Helmers such as Sevitzky, Sara Johnsen, Maria Sodahl, Eva Sorhaug and Margreth Olin from Norway, and August, Ella Lemhagen, Lisa Aschan, Andrea Ostlund and Lisa Ohlin from Sweden are flourishing in the new climate.

But none has yet achieved the international acclaim of Bier and Scherfig from neighboring Denmark, where the idea of positive discrimination is rejected as absurd, and where women must fight harder to succeed.

The Danes think we’re complete idiots to be making art and discussing gender at the same time,” laughs Swedish producer Anna Croneman.

Scherfig says: “Sweden in general is more politicized, in the best sense of the word, than Denmark. They seem to have stronger principles, whether about how you sort your garbage or about how many women direct films. But we find that it doesn’t make sense for gender to stand before the quality of the script.”

Scherfig notes that only a 10th of Danish films in 2010 had female directors, but has no time for special pleading. “It’s easy for women to complain, but we should just get on with the work,” she argues. “I’ve never felt I had to prove myself because I’m a woman. I get possibilities that no other Danish director gets, regardless of gender.”

On the other hand, her compatriot Kathrine Windfeld has benefitted from the greater willingness of Sweden to back female talent.

When Croneman hired the relatively inexperienced Windfeld to direct the Swedish TV drama “Crown Princess,” the Danish partners dropped out. “If it had been a male director, they would have backed my judgment,” Croneman says. “She was 45 years old and she hadn’t done much, but that was because she hadn’t been given the chance.”
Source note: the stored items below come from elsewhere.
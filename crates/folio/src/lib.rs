#![doc = include_str!("../README.md")]
#![doc(issue_tracker_base_url = "https://github.com/foliolabs/folio/issues/")]
#![cfg_attr(docsrs, feature(doc_cfg, doc_auto_cfg))]
#![warn(missing_docs)]
#![forbid(unsafe_code)]

pub mod portfolio;
pub mod universe;

pub use portfolio::{Holding, Portfolio, PortfolioError};
pub use universe::{NseUniverse, Universe};

/// Version information.
pub const VERSION: &str = env!("CARGO_PKG_VERSION");

#[cfg(test)]
mod tests {
    use super::*;

    #[test]
    fn test_version() {
        assert!(!VERSION.is_empty());
    }
}
//! Glue between the CLI and the library crates.

pub(crate) mod pipeline;
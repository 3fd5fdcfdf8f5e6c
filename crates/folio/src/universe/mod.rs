//! Candidate stock universes.
//!
//! The toolkit ships a fixed candidate list of NSE large caps from which
//! portfolios are usually assembled. Symbols outside the universe are not
//! rejected; the data provider is the authority on whether a ticker exists.

pub mod nse;

pub use nse::NseUniverse;

/// Trait for stock universes.
pub trait Universe {
    /// Get all symbols in the universe.
    fn symbols(&self) -> Vec<String>;

    /// Check if a symbol is in the universe.
    fn contains(&self, symbol: &str) -> bool {
        self.symbols().contains(&symbol.to_string())
    }

    /// Get the number of constituents.
    fn size(&self) -> usize {
        self.symbols().len()
    }
}

impl Universe for NseUniverse {
    fn symbols(&self) -> Vec<String> {
        self.symbols()
    }
}
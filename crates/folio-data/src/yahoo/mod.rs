//! Yahoo Finance data access.

pub mod closes;

pub use closes::YahooCloseProvider;
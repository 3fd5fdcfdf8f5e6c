//! Time-indexed return series and analytics errors.

use chrono::NaiveDate;
use serde::{Deserialize, Serialize};
use thiserror::Error;

/// Result type for analytics operations.
pub type Result<T> = std::result::Result<T, AnalyticsError>;

/// Errors that can occur during analytics computations.
#[derive(Debug, Error)]
pub enum AnalyticsError {
    /// The series has no observations.
    #[error("return series is empty")]
    EmptySeries,

    /// Dates and values have different lengths.
    #[error("series length mismatch: {dates} dates vs {values} values")]
    LengthMismatch {
        /// Number of dates.
        dates: usize,
        /// Number of values.
        values: usize,
    },

    /// A requested symbol is missing from the price table.
    #[error("symbol {0} missing from price table")]
    MissingSymbol(String),

    /// A value failed to parse back out of a DataFrame.
    #[error("data parsing error: {0}")]
    Parse(String),

    /// Polars error
    #[error("Polars error: {0}")]
    Polars(#[from] polars::prelude::PolarsError),
}

/// A date-sorted series of periodic returns.
#[derive(Debug, Clone, PartialEq, Serialize, Deserialize)]
pub struct ReturnSeries {
    dates: Vec<NaiveDate>,
    values: Vec<f64>,
}

impl ReturnSeries {
    /// Create a series from dates and matching return values.
    ///
    /// Observations are sorted by date on construction.
    ///
    /// # Errors
    ///
    /// Rejects empty input and mismatched lengths.
    pub fn new(dates: Vec<NaiveDate>, values: Vec<f64>) -> Result<Self> {
        if dates.is_empty() || values.is_empty() {
            return Err(AnalyticsError::EmptySeries);
        }

        if dates.len() != values.len() {
            return Err(AnalyticsError::LengthMismatch {
                dates: dates.len(),
                values: values.len(),
            });
        }

        let mut paired: Vec<(NaiveDate, f64)> = dates.into_iter().zip(values).collect();
        paired.sort_by_key(|(d, _)| *d);
        let (dates, values) = paired.into_iter().unzip();

        Ok(Self { dates, values })
    }

    /// Observation dates, ascending.
    pub fn dates(&self) -> &[NaiveDate] {
        &self.dates
    }

    /// Return values aligned with [`Self::dates`].
    pub fn values(&self) -> &[f64] {
        &self.values
    }

    /// Number of observations.
    pub fn len(&self) -> usize {
        self.dates.len()
    }

    /// Whether the series has no observations (never true after `new`).
    pub fn is_empty(&self) -> bool {
        self.dates.is_empty()
    }

    /// First and last observation dates.
    pub fn date_range(&self) -> Option<(NaiveDate, NaiveDate)> {
        match (self.dates.first(), self.dates.last()) {
            (Some(first), Some(last)) => Some((*first, *last)),
            _ => None,
        }
    }

    /// Iterate over `(date, value)` pairs.
    pub fn iter(&self) -> impl Iterator<Item = (NaiveDate, f64)> + '_ {
        self.dates.iter().copied().zip(self.values.iter().copied())
    }
}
Windfeld went on to direct episodes of Swedish detective series “Wallander,” previously a male bastion, and has broken into movies with Afghan war drama “Escape” and the latest installment of the “Hamilton” spy franchise.

The fact that Kathryn Bigelow won the Oscar has made a huge impact on everyone’s thinking, that women can make action movies,” Croneman says.

The Swedish experience has revealed that changing the mindset of women themselves is arguably the greatest challenge. More than 50% of all the SFI’s features, docs and shorts are now produced by women, but directors are in much shorter supply. Only 27% of applicants to Sweden’s film schools are women, and 25% of the feature projects submitted to the SFI have female directors.

Producing is seen as a woman’s thing to do,” says Charlotta Denward, head of the SFI’s production department. “Being a director is being extremely egocentric, forcing your vision upon everyone else. We’re not raised that way as girls, even in Sweden, which is one of the most gender-equal countries in the world. I do think it’s a social thing, not genetic, but it’s deeply rooted.”

Yet when the SFI invited only females to apply for one micro-budget initiative, many times more women made bids than usual. “It’s as though women still feel they need to be asked, like being asked to dance,” Denward adds.

The result was “She Monkeys,” an international festival hit that has made its director Lisa Aschan a rising star of Swedish cinema.

The SFI’s policy is heavily focused on education. That doesn’t just mean making the resources available for females to learn filmmaking — it also means training its own officials, and executives in the film industry, about their own unconscious bias.

Notes Denward: “Men are trusted with money, but a woman who doesn’t smile and asks for a lot of money is still really provocative for some people.”